Data for this exercise START

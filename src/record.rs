//! # Clinical Record Schema and Validation
//!
//! This module is the only entry point for request payloads. It owns the fixed
//! set of fifteen clinical measurements, their wire names, their declared types,
//! and the byte-exact feature names the trained artifacts were fit on.
//!
//! - Strict Schema: every field is required. There are no optional fields and no
//!   defaults; unknown keys are ignored.
//! - Field-Level Errors: validation stops at the first offending field (in
//!   declaration order) and reports it by wire name, so the boundary can answer
//!   with a precise client error.

use serde_json::{Map, Value};
use std::fmt;
use thiserror::Error;

/// The declared type of a clinical field.
#[derive(Debug, Clone, Copy, PartialEq, Eq)]
pub enum FieldKind {
    /// A real-valued measurement (age, weight, hormone levels, ...).
    Real,
    /// An integer-coded category, e.g. the cycle regularity code.
    Integer,
    /// A yes/no flag encoded as 0 or 1.
    Flag,
}

impl FieldKind {
    fn describe(self) -> &'static str {
        match self {
            FieldKind::Real => "a number",
            FieldKind::Integer => "an integer",
            FieldKind::Flag => "0 or 1",
        }
    }
}

/// One of the fifteen measurements that make up a [`ClinicalRecord`].
///
/// The discriminant order is the declaration order used for validation and for
/// the in-memory layout of a record. It is *not* the model's feature order; that
/// comes from the externally supplied feature list (see `features`).
#[derive(Debug, Clone, Copy, PartialEq, Eq, Hash, PartialOrd, Ord)]
pub enum ClinicalField {
    AgeYears,
    WeightKg,
    Hemoglobin,
    CycleRegularity,
    CycleLengthDays,
    BetaHcg,
    Amh,
    WeightGain,
    HairGrowth,
    SkinDarkening,
    Pimples,
    FastFood,
    FollicleCountLeft,
    FollicleCountRight,
    EndometriumMm,
}

impl ClinicalField {
    pub const COUNT: usize = 15;

    pub const ALL: [ClinicalField; Self::COUNT] = [
        ClinicalField::AgeYears,
        ClinicalField::WeightKg,
        ClinicalField::Hemoglobin,
        ClinicalField::CycleRegularity,
        ClinicalField::CycleLengthDays,
        ClinicalField::BetaHcg,
        ClinicalField::Amh,
        ClinicalField::WeightGain,
        ClinicalField::HairGrowth,
        ClinicalField::SkinDarkening,
        ClinicalField::Pimples,
        ClinicalField::FastFood,
        ClinicalField::FollicleCountLeft,
        ClinicalField::FollicleCountRight,
        ClinicalField::EndometriumMm,
    ];

    /// The JSON key a client sends for this field.
    pub fn wire_name(self) -> &'static str {
        match self {
            ClinicalField::AgeYears => "Age_yrs",
            ClinicalField::WeightKg => "Weight_Kg",
            ClinicalField::Hemoglobin => "Hb_g_dl",
            ClinicalField::CycleRegularity => "Cycle_R_I",
            ClinicalField::CycleLengthDays => "Cycle_length_days",
            ClinicalField::BetaHcg => "I_beta_HCG_mIU_mL",
            ClinicalField::Amh => "AMH_ng_mL",
            ClinicalField::WeightGain => "Weight_gain_YN",
            ClinicalField::HairGrowth => "hair_growth_YN",
            ClinicalField::SkinDarkening => "Skin_darkening_YN",
            ClinicalField::Pimples => "Pimples_YN",
            ClinicalField::FastFood => "Fast_food_YN",
            ClinicalField::FollicleCountLeft => "Follicle_No_L",
            ClinicalField::FollicleCountRight => "Follicle_No_R",
            ClinicalField::EndometriumMm => "Endometrium_mm",
        }
    }

    /// The feature name the trained artifacts use for this field.
    ///
    /// These strings were fixed when the model was fit (including the odd
    /// spacing in the beta-HCG name) and must be reproduced byte for byte.
    pub fn feature_name(self) -> &'static str {
        match self {
            ClinicalField::AgeYears => "Age (yrs)",
            ClinicalField::WeightKg => "Weight (Kg)",
            ClinicalField::Hemoglobin => "Hb(g/dl)",
            ClinicalField::CycleRegularity => "Cycle(R/I)",
            ClinicalField::CycleLengthDays => "Cycle length(days)",
            ClinicalField::BetaHcg => "I   beta-HCG(mIU/mL)",
            ClinicalField::Amh => "AMH(ng/mL)",
            ClinicalField::WeightGain => "Weight gain(Y/N)",
            ClinicalField::HairGrowth => "hair growth(Y/N)",
            ClinicalField::SkinDarkening => "Skin darkening (Y/N)",
            ClinicalField::Pimples => "Pimples(Y/N)",
            ClinicalField::FastFood => "Fast food (Y/N)",
            ClinicalField::FollicleCountLeft => "Follicle No. (L)",
            ClinicalField::FollicleCountRight => "Follicle No. (R)",
            ClinicalField::EndometriumMm => "Endometrium (mm)",
        }
    }

    pub fn kind(self) -> FieldKind {
        match self {
            ClinicalField::CycleRegularity => FieldKind::Integer,
            ClinicalField::WeightGain
            | ClinicalField::HairGrowth
            | ClinicalField::SkinDarkening
            | ClinicalField::Pimples
            | ClinicalField::FastFood => FieldKind::Flag,
            _ => FieldKind::Real,
        }
    }

    /// Reverse lookup from a model feature name.
    pub fn from_feature_name(name: &str) -> Option<ClinicalField> {
        Self::ALL.into_iter().find(|f| f.feature_name() == name)
    }

    fn index(self) -> usize {
        self as usize
    }
}

impl fmt::Display for ClinicalField {
    fn fmt(&self, f: &mut fmt::Formatter<'_>) -> fmt::Result {
        f.write_str(self.wire_name())
    }
}

/// A client-caused problem with the request payload.
#[derive(Error, Debug, Clone, PartialEq)]
pub enum ValidationError {
    #[error("Request body is not valid JSON: {0}")]
    Malformed(String),
    #[error("Request body must be a JSON object")]
    NotAnObject,
    #[error("Missing feature: '{0}'")]
    MissingField(&'static str),
    #[error("Invalid value for '{field}': expected {expected}")]
    WrongType {
        field: &'static str,
        expected: &'static str,
    },
}

impl ValidationError {
    /// The wire name of the offending field, when the error is tied to one.
    pub fn field(&self) -> Option<&'static str> {
        match self {
            ValidationError::MissingField(field) => Some(*field),
            ValidationError::WrongType { field, .. } => Some(*field),
            _ => None,
        }
    }
}

/// A fully validated set of measurements.
#[derive(Debug, Clone, PartialEq)]
pub struct ClinicalRecord {
    values: [f64; ClinicalField::COUNT],
}

impl ClinicalRecord {
    /// Parses raw request bytes and validates them.
    pub fn from_slice(body: &[u8]) -> Result<Self, ValidationError> {
        let value: Value =
            serde_json::from_slice(body).map_err(|e| ValidationError::Malformed(e.to_string()))?;
        Self::from_json(&value)
    }

    /// Validates an already-parsed JSON payload.
    pub fn from_json(payload: &Value) -> Result<Self, ValidationError> {
        let object = payload.as_object().ok_or(ValidationError::NotAnObject)?;

        let mut values = [0.0; ClinicalField::COUNT];
        for field in ClinicalField::ALL {
            values[field.index()] = read_field(object, field)?;
        }
        Ok(Self { values })
    }

    /// Builds a record from values given in [`ClinicalField::ALL`] order.
    /// The values go through the same type checks as a JSON payload.
    #[cfg(test)]
    pub fn from_values(values: [f64; ClinicalField::COUNT]) -> Result<Self, ValidationError> {
        for field in ClinicalField::ALL {
            check_kind(field, values[field.index()])?;
        }
        Ok(Self { values })
    }

    pub fn value(&self, field: ClinicalField) -> f64 {
        self.values[field.index()]
    }
}

fn read_field(object: &Map<String, Value>, field: ClinicalField) -> Result<f64, ValidationError> {
    let raw = match object.get(field.wire_name()) {
        None | Some(Value::Null) => return Err(ValidationError::MissingField(field.wire_name())),
        Some(raw) => raw,
    };

    let wrong_type = || ValidationError::WrongType {
        field: field.wire_name(),
        expected: field.kind().describe(),
    };

    // Numeric strings are coerced, as lax JSON clients send them.
    let number = match raw {
        Value::String(text) => text.trim().parse::<f64>().ok(),
        other => other.as_f64(),
    }
    .ok_or_else(wrong_type)?;
    check_kind(field, number)?;
    Ok(number)
}

fn check_kind(field: ClinicalField, value: f64) -> Result<(), ValidationError> {
    let ok = value.is_finite()
        && match field.kind() {
            FieldKind::Real => true,
            FieldKind::Integer => value.fract() == 0.0,
            FieldKind::Flag => value == 0.0 || value == 1.0,
        };
    if ok {
        Ok(())
    } else {
        Err(ValidationError::WrongType {
            field: field.wire_name(),
            expected: field.kind().describe(),
        })
    }
}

Data for this exercise END

*What to produce*: Exactly and in full, write out the lines from the one containing "let ok = value.is_finite()" through the end of the listing.

*Response*:
    let ok = value.is_finite()
        && match field.kind() {
            FieldKind::Real => true,
            FieldKind::Integer => value.fract() == 0.0,
            FieldKind::Flag => value == 0.0 || value == 1.0,
        };
    if ok {
        Ok(())
    } else {
        Err(ValidationError::WrongType {
            field: field.wire_name(),
            expected: field.kind().describe(),
        })
    }
}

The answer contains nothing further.